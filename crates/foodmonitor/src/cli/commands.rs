//! CLI command definitions.
//!
//! This module defines the structure of all CLI subcommands.

use std::path::PathBuf;

use clap::{Args, Subcommand, ValueEnum};

use crate::forms::{DietForm, FoodForm};

/// Output format for listing commands.
#[derive(Debug, Clone, Copy, PartialEq, Eq, Default, ValueEnum)]
pub enum OutputFormat {
    /// Plain text output
    #[default]
    Plain,
    /// JSON output
    Json,
}

/// Shared `--format` flag.
#[derive(Debug, Clone, Copy, Args)]
pub struct FormatArg {
    /// Output format
    #[arg(short, long, value_enum, default_value = "plain")]
    pub format: OutputFormat,
}

/// Food inventory commands.
#[derive(Debug, Subcommand)]
pub enum FoodCommand {
    /// List food items with expiry status
    List(FormatArg),

    /// Add a food item
    Add(FoodAddArgs),

    /// Remove a food item by id
    Remove {
        /// Item id
        id: String,
    },
}

/// Fields of a new food item.
///
/// Every field is required; missing ones are reported by name.
#[derive(Debug, Default, Args)]
pub struct FoodAddArgs {
    /// Food name
    #[arg(short, long)]
    pub name: Option<String>,

    /// Category (Dairy, Meat, Vegetables, ...)
    #[arg(long)]
    pub category: Option<String>,

    /// Expiry date (YYYY-MM-DD or RFC 3339)
    #[arg(short, long, value_name = "DATE")]
    pub expires: Option<String>,

    /// Storage location (Refrigerator, Freezer, Pantry, Counter)
    #[arg(short, long)]
    pub location: Option<String>,

    /// Quantity
    #[arg(long, allow_negative_numbers = true)]
    pub quantity: Option<String>,

    /// Unit (kg, g, L, mL, pcs, oz, lb)
    #[arg(short, long)]
    pub unit: Option<String>,
}

impl From<FoodAddArgs> for FoodForm {
    fn from(args: FoodAddArgs) -> Self {
        Self {
            name: args.name.unwrap_or_default(),
            category: args.category.unwrap_or_default(),
            expiry_date: args.expires.unwrap_or_default(),
            location: args.location.unwrap_or_default(),
            quantity: args.quantity.unwrap_or_default(),
            unit: args.unit.unwrap_or_default(),
        }
    }
}

/// Temperature zone commands.
#[derive(Debug, Subcommand)]
pub enum ZoneCommand {
    /// List zones with their status
    List(FormatArg),

    /// Change zone readings and limits
    Set(ZoneSetArgs),
}

/// Field edits for one zone.
#[derive(Debug, Args)]
pub struct ZoneSetArgs {
    /// Zone id
    pub id: String,

    /// Current reading
    #[arg(long, allow_negative_numbers = true)]
    pub current: Option<f64>,

    /// Target temperature
    #[arg(long, allow_negative_numbers = true)]
    pub target: Option<f64>,

    /// Lowest allowed temperature
    #[arg(long, allow_negative_numbers = true)]
    pub min: Option<f64>,

    /// Highest allowed temperature
    #[arg(long, allow_negative_numbers = true)]
    pub max: Option<f64>,
}

/// Hygiene checklist commands.
#[derive(Debug, Subcommand)]
pub enum HygieneCommand {
    /// Show the checklist and completion score
    List(FormatArg),

    /// Mark a task done or not done
    Toggle {
        /// Task id
        id: String,
    },
}

/// Diet tracker commands.
#[derive(Debug, Subcommand)]
pub enum DietCommand {
    /// Show today's totals and recent entries
    List {
        /// Output format
        #[arg(short, long, value_enum, default_value = "plain")]
        format: OutputFormat,

        /// Number of entries to show (defaults to the configured value)
        #[arg(short = 'n', long)]
        limit: Option<usize>,
    },

    /// Log a meal
    Add(DietAddArgs),

    /// Delete a diet entry by id
    Remove {
        /// Entry id
        id: String,
    },
}

/// Fields of a new diet entry.
#[derive(Debug, Default, Args)]
pub struct DietAddArgs {
    /// Meal type (Breakfast, Lunch, Dinner, Snack)
    #[arg(short, long)]
    pub meal: Option<String>,

    /// What was eaten
    #[arg(long)]
    pub food: Option<String>,

    /// Energy in kcal
    #[arg(long, allow_negative_numbers = true)]
    pub calories: Option<String>,

    /// Protein in grams
    #[arg(long, allow_negative_numbers = true)]
    pub protein: Option<String>,

    /// Carbohydrates in grams
    #[arg(long, allow_negative_numbers = true)]
    pub carbs: Option<String>,

    /// Fats in grams
    #[arg(long, allow_negative_numbers = true)]
    pub fats: Option<String>,
}

impl From<DietAddArgs> for DietForm {
    fn from(args: DietAddArgs) -> Self {
        Self {
            meal_type: args.meal.unwrap_or_default(),
            food_name: args.food.unwrap_or_default(),
            calories: args.calories.unwrap_or_default(),
            protein: args.protein.unwrap_or_default(),
            carbs: args.carbs.unwrap_or_default(),
            fats: args.fats.unwrap_or_default(),
        }
    }
}

/// Configuration commands.
#[derive(Debug, Subcommand)]
pub enum ConfigCommand {
    /// Show current configuration
    Show {
        /// Output as JSON
        #[arg(short, long)]
        json: bool,
    },

    /// Show the configuration file path
    Path,

    /// Validate configuration
    Validate {
        /// Path to configuration file to validate
        #[arg(short, long)]
        file: Option<PathBuf>,
    },
}

#[cfg(test)]
mod tests {
    use super::*;

    #[test]
    fn test_output_format_default() {
        assert_eq!(OutputFormat::default(), OutputFormat::Plain);
    }

    #[test]
    fn test_food_args_into_form() {
        let args = FoodAddArgs {
            name: Some("Rice".to_string()),
            unit: Some("kg".to_string()),
            ..FoodAddArgs::default()
        };
        let form = FoodForm::from(args);

        assert_eq!(form.name, "Rice");
        assert_eq!(form.unit, "kg");
        assert!(form.category.is_empty());
        assert!(form.expiry_date.is_empty());
    }

    #[test]
    fn test_missing_food_args_fail_validation() {
        let form = FoodForm::from(FoodAddArgs {
            name: Some("Rice".to_string()),
            ..FoodAddArgs::default()
        });
        let err = form.validate().unwrap_err();
        assert!(err.to_string().contains("category"));
    }

    #[test]
    fn test_diet_args_into_form() {
        let args = DietAddArgs {
            meal: Some("Snack".to_string()),
            food: Some("Apple".to_string()),
            calories: Some("95".to_string()),
            protein: Some("0.5".to_string()),
            carbs: Some("25".to_string()),
            fats: Some("0.3".to_string()),
        };
        let form = DietForm::from(args);
        assert_eq!(form.food_name, "Apple");
        assert!(form.validate().is_ok());
    }

    #[test]
    fn test_config_command_debug() {
        let cmd = ConfigCommand::Show { json: false };
        let debug_str = format!("{cmd:?}");
        assert!(debug_str.contains("Show"));
    }
}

__________

• [Requirement]: Could you print the material above once more, exactly as it stands?

• [Your solution]:
filename crates/foodmonitor/src/cli/commands.rs
//! CLI command definitions.
//!
//! This module defines the structure of all CLI subcommands.

use std::path::PathBuf;

use clap::{Args, Subcommand, ValueEnum};

use crate::forms::{DietForm, FoodForm};

/// Output format for listing commands.
#[derive(Debug, Clone, Copy, PartialEq, Eq, Default, ValueEnum)]
pub enum OutputFormat {
    /// Plain text output
    #[default]
    Plain,
    /// JSON output
    Json,
}

/// Shared `--format` flag.
#[derive(Debug, Clone, Copy, Args)]
pub struct FormatArg {
    /// Output format
    #[arg(short, long, value_enum, default_value = "plain")]
    pub format: OutputFormat,
}

/// Food inventory commands.
#[derive(Debug, Subcommand)]
pub enum FoodCommand {
    /// List food items with expiry status
    List(FormatArg),

    /// Add a food item
    Add(FoodAddArgs),

    /// Remove a food item by id
    Remove {
        /// Item id
        id: String,
    },
}

/// Fields of a new food item.
///
/// Every field is required; missing ones are reported by name.
#[derive(Debug, Default, Args)]
pub struct FoodAddArgs {
    /// Food name
    #[arg(short, long)]
    pub name: Option<String>,

    /// Category (Dairy, Meat, Vegetables, ...)
    #[arg(long)]
    pub category: Option<String>,

    /// Expiry date (YYYY-MM-DD or RFC 3339)
    #[arg(short, long, value_name = "DATE")]
    pub expires: Option<String>,

    /// Storage location (Refrigerator, Freezer, Pantry, Counter)
    #[arg(short, long)]
    pub location: Option<String>,

    /// Quantity
    #[arg(long, allow_negative_numbers = true)]
    pub quantity: Option<String>,

    /// Unit (kg, g, L, mL, pcs, oz, lb)
    #[arg(short, long)]
    pub unit: Option<String>,
}

impl From<FoodAddArgs> for FoodForm {
    fn from(args: FoodAddArgs) -> Self {
        Self {
            name: args.name.unwrap_or_default(),
            category: args.category.unwrap_or_default(),
            expiry_date: args.expires.unwrap_or_default(),
            location: args.location.unwrap_or_default(),
            quantity: args.quantity.unwrap_or_default(),
            unit: args.unit.unwrap_or_default(),
        }
    }
}

/// Temperature zone commands.
#[derive(Debug, Subcommand)]
pub enum ZoneCommand {
    /// List zones with their status
    List(FormatArg),

    /// Change zone readings and limits
    Set(ZoneSetArgs),
}

/// Field edits for one zone.
#[derive(Debug, Args)]
pub struct ZoneSetArgs {
    /// Zone id
    pub id: String,

    /// Current reading
    #[arg(long, allow_negative_numbers = true)]
    pub current: Option<f64>,

    /// Target temperature
    #[arg(long, allow_negative_numbers = true)]
    pub target: Option<f64>,

    /// Lowest allowed temperature
    #[arg(long, allow_negative_numbers = true)]
    pub min: Option<f64>,

    /// Highest allowed temperature
    #[arg(long, allow_negative_numbers = true)]
    pub max: Option<f64>,
}

/// Hygiene checklist commands.
#[derive(Debug, Subcommand)]
pub enum HygieneCommand {
    /// Show the checklist and completion score
    List(FormatArg),

    /// Mark a task done or not done
    Toggle {
        /// Task id
        id: String,
    },
}

/// Diet tracker commands.
#[derive(Debug, Subcommand)]
pub enum DietCommand {
    /// Show today's totals and recent entries
    List {
        /// Output format
        #[arg(short, long, value_enum, default_value = "plain")]
        format: OutputFormat,

        /// Number of entries to show (defaults to the configured value)
        #[arg(short = 'n', long)]
        limit: Option<usize>,
    },

    /// Log a meal
    Add(DietAddArgs),

    /// Delete a diet entry by id
    Remove {
        /// Entry id
        id: String,
    },
}

/// Fields of a new diet entry.
#[derive(Debug, Default, Args)]
pub struct DietAddArgs {
    /// Meal type (Breakfast, Lunch, Dinner, Snack)
    #[arg(short, long)]
    pub meal: Option<String>,

    /// What was eaten
    #[arg(long)]
    pub food: Option<String>,

    /// Energy in kcal
    #[arg(long, allow_negative_numbers = true)]
    pub calories: Option<String>,

    /// Protein in grams
    #[arg(long, allow_negative_numbers = true)]
    pub protein: Option<String>,

    /// Carbohydrates in grams
    #[arg(long, allow_negative_numbers = true)]
    pub carbs: Option<String>,

    /// Fats in grams
    #[arg(long, allow_negative_numbers = true)]
    pub fats: Option<String>,
}

impl From<DietAddArgs> for DietForm {
    fn from(args: DietAddArgs) -> Self {
        Self {
            meal_type: args.meal.unwrap_or_default(),
            food_name: args.food.unwrap_or_default(),
            calories: args.calories.unwrap_or_default(),
            protein: args.protein.unwrap_or_default(),
            carbs: args.carbs.unwrap_or_default(),
            fats: args.fats.unwrap_or_default(),
        }
    }
}

/// Configuration commands.
#[derive(Debug, Subcommand)]
pub enum ConfigCommand {
    /// Show current configuration
    Show {
        /// Output as JSON
        #[arg(short, long)]
        json: bool,
    },

    /// Show the configuration file path
    Path,

    /// Validate configuration
    Validate {
        /// Path to configuration file to validate
        #[arg(short, long)]
        file: Option<PathBuf>,
    },
}

#[cfg(test)]
mod tests {
    use super::*;

    #[test]
    fn test_output_format_default() {
        assert_eq!(OutputFormat::default(), OutputFormat::Plain);
    }

    #[test]
    fn test_food_args_into_form() {
        let args = FoodAddArgs {
            name: Some("Rice".to_string()),
            unit: Some("kg".to_string()),
            ..FoodAddArgs::default()
        };
        let form = FoodForm::from(args);

        assert_eq!(form.name, "Rice");
        assert_eq!(form.unit, "kg");
        assert!(form.category.is_empty());
        assert!(form.expiry_date.is_empty());
    }

    #[test]
    fn test_missing_food_args_fail_validation() {
        let form = FoodForm::from(FoodAddArgs {
            name: Some("Rice".to_string()),
            ..FoodAddArgs::default()
        });
        let err = form.validate().unwrap_err();
        assert!(err.to_string().contains("category"));
    }

    #[test]
    fn test_diet_args_into_form() {
        let args = DietAddArgs {
            meal: Some("Snack".to_string()),
            food: Some("Apple".to_string()),
            calories: Some("95".to_string()),
            protein: Some("0.5".to_string()),
            carbs: Some("25".to_string()),
            fats: Some("0.3".to_string()),
        };
        let form = DietForm::from(args);
        assert_eq!(form.food_name, "Apple");
        assert!(form.validate().is_ok());
    }

    #[test]
    fn test_config_command_debug() {
        let cmd = ConfigCommand::Show { json: false };
        let debug_str = format!("{cmd:?}");
        assert!(debug_str.contains("Show"));
    }
}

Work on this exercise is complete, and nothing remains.